International Journal of System Assurance Engineering and Management, Springer;The Society for Reliability, Engineering Quality and Operations Management (SREQOM),India, and Division of Operation and Maintenance, Lulea University of Technology, Sweden, vol. 16(4), pages 1424-1437, April.
Handle:
RePEc:spr:ijsaem:v:16:y:2025:i:4:d:10.1007_s13198-025-02755-y
DOI: 10.1007/s13198-025-02755-y
Download full text from publisher
As the access to this document is restricted, you may want to search for a different version of it.
Corrections
All material on this site has been provided by the respective publishers and authors. You can help correct errors and omissions. When requesting a correction, please mention this item's handle: RePEc:spr:ijsaem:v:16:y:2025:i:4:d:10.1007_s13198-025-02755-y. See general information about how to correct material in RePEc.

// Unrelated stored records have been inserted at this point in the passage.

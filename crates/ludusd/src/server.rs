//! HTTP server for ludusd.

use anyhow::Result;
use axum::Router;
use std::sync::Arc;
use tower_http::trace::TraceLayer;
use tracing::info;

use crate::routes;
use crate::state::AppState;

/// Run the HTTP server until the process is stopped.
pub async fn run(state: AppState) -> Result<()> {
    let addr = state.config.bind_addr.clone();
    let state = Arc::new(state);

    let app = Router::new()
        .merge(routes::game_routes())
        .merge(routes::learner_routes())
        .merge(routes::leaderboard_routes())
        .merge(routes::health_routes())
        .with_state(state)
        .layer(TraceLayer::new_for_http());

    let listener = tokio::net::TcpListener::bind(&addr).await?;
    info!("  Listening on http://{addr}");

    axum::serve(listener, app).await?;
    Ok(())
}
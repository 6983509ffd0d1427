//! Cross-game aggregate profile: experience, level, and the global
//! daily check-in streak.

use chrono::NaiveDate;
use serde::{Deserialize, Serialize};

/// Experience points per level.
pub const XP_PER_LEVEL: u64 = 1000;

/// One aggregate profile per learner, created lazily at zero.
#[derive(Debug, Clone, Serialize, Deserialize)]
pub struct AggregateProfile {
    pub learner_id: String,
    pub xp: u64,
    pub level: u32,
    /// Consecutive-day streak across the whole platform, advanced only on
    /// coin-bearing rewards.
    pub daily_streak: u32,
    pub last_check_in: Option<NaiveDate>,
}

impl AggregateProfile {
    pub fn new(learner_id: impl Into<String>) -> Self {
        Self {
            learner_id: learner_id.into(),
            xp: 0,
            level: 1,
            daily_streak: 0,
            last_check_in: None,
        }
    }

    /// XP only ever grows; the level is recomputed on every grant.
    pub fn grant_xp(&mut self, amount: u64) {
        self.xp += amount;
        self.level = (self.xp / XP_PER_LEVEL) as u32 + 1;
    }

    /// Advance the global daily streak for a check-in on `today`.
    /// Exactly-one-day gap increments, a longer gap resets to 1, a repeat
    /// check-in the same day is a no-op.
    pub fn check_in(&mut self, today: NaiveDate) {
        match self.last_check_in {
            Some(last) if last == today => return,
            Some(last) if today.signed_duration_since(last).num_days() == 1 => {
                self.daily_streak += 1;
            }
            _ => self.daily_streak = 1,
        }
        self.last_check_in = Some(today);
    }
}
//! Shared daemon state.

use std::collections::HashMap;
use std::sync::Arc;
use std::time::Instant;

use tokio::sync::{Mutex, OwnedMutexGuard, RwLock};
use tracing::warn;

use ludus_common::{EventNotifier, GameCatalog};

use crate::config::LudusConfig;
use crate::store::{
    save_learners, save_profiles, save_progress, save_wallets, LearnerStore, ProfileStore,
    ProgressStore, Stores, WalletStore,
};

/// Application state shared across handlers.
pub struct AppState {
    pub config: LudusConfig,
    pub catalog: GameCatalog,
    pub progress: RwLock<ProgressStore>,
    pub wallets: RwLock<WalletStore>,
    pub profiles: RwLock<ProfileStore>,
    pub learners: RwLock<LearnerStore>,
    pub notifier: Arc<dyn EventNotifier>,
    pub start_time: Instant,
    /// One mutex per (learner, game) pair; completion and replay-unlock
    /// serialize on it so duplicate submissions cannot interleave.
    pair_locks: Mutex<HashMap<(String, String), Arc<Mutex<()>>>>,
}

impl AppState {
    pub fn new(
        config: LudusConfig,
        catalog: GameCatalog,
        stores: Stores,
        notifier: Arc<dyn EventNotifier>,
    ) -> Self {
        Self {
            config,
            catalog,
            progress: RwLock::new(stores.progress),
            wallets: RwLock::new(stores.wallets),
            profiles: RwLock::new(stores.profiles),
            learners: RwLock::new(stores.learners),
            notifier,
            start_time: Instant::now(),
            pair_locks: Mutex::new(HashMap::new()),
        }
    }

    /// Acquire the serialization lock for one (learner, game) pair.
    /// Different pairs proceed in parallel.
    pub async fn lock_pair(&self, learner_id: &str, game_id: &str) -> OwnedMutexGuard<()> {
        let lock = {
            let mut locks = self.pair_locks.lock().await;
            locks
                .entry((learner_id.to_string(), game_id.to_string()))
                .or_insert_with(|| Arc::new(Mutex::new(())))
                .clone()
        };
        lock.lock_owned().await
    }

    /// Snapshot all stores to disk. Best-effort: memory stays authoritative
    /// and failures are logged, not propagated.
    pub async fn persist(&self) {
        let data_dir = &self.config.data_dir;
        if let Err(e) = save_progress(data_dir, &*self.progress.read().await) {
            warn!("Failed to snapshot progress store: {e}");
        }
        if let Err(e) = save_wallets(data_dir, &*self.wallets.read().await) {
            warn!("Failed to snapshot wallet store: {e}");
        }
        if let Err(e) = save_profiles(data_dir, &*self.profiles.read().await) {
            warn!("Failed to snapshot profile store: {e}");
        }
        if let Err(e) = save_learners(data_dir, &*self.learners.read().await) {
            warn!("Failed to snapshot learner store: {e}");
        }
    }

    /// Distinct games the learner has progress in within one pillar, and
    /// whether the given game is already among them.
    pub async fn pillar_usage(&self, learner_id: &str, pillar: &str, game_id: &str) -> (u32, bool) {
        let progress = self.progress.read().await;
        let Some(games) = progress.for_learner(learner_id) else {
            return (0, false);
        };
        let mut started = 0u32;
        let mut includes_game = false;
        for id in games.keys() {
            let Some(game) = self.catalog.get(id) else {
                continue;
            };
            if game.pillar == pillar {
                started += 1;
                if id == game_id {
                    includes_game = true;
                }
            }
        }
        (started, includes_game)
    }
}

If you have authored this item and are not yet registered with RePEc, we encourage you to do it here. This allows to link your profile to this item. It also allows you to accept potential citations to this item that we are uncertain about.
We have no bibliographic references for this item. You can help adding them by using this form .
If you know of missing items citing this one, you can help us creating those links by adding the relevant references in the same way as above, for each refering item. If you are a registered author of this item, you may also want to check the "citations" tab in your RePEc Author Service profile, as there may be some citations waiting for confirmation.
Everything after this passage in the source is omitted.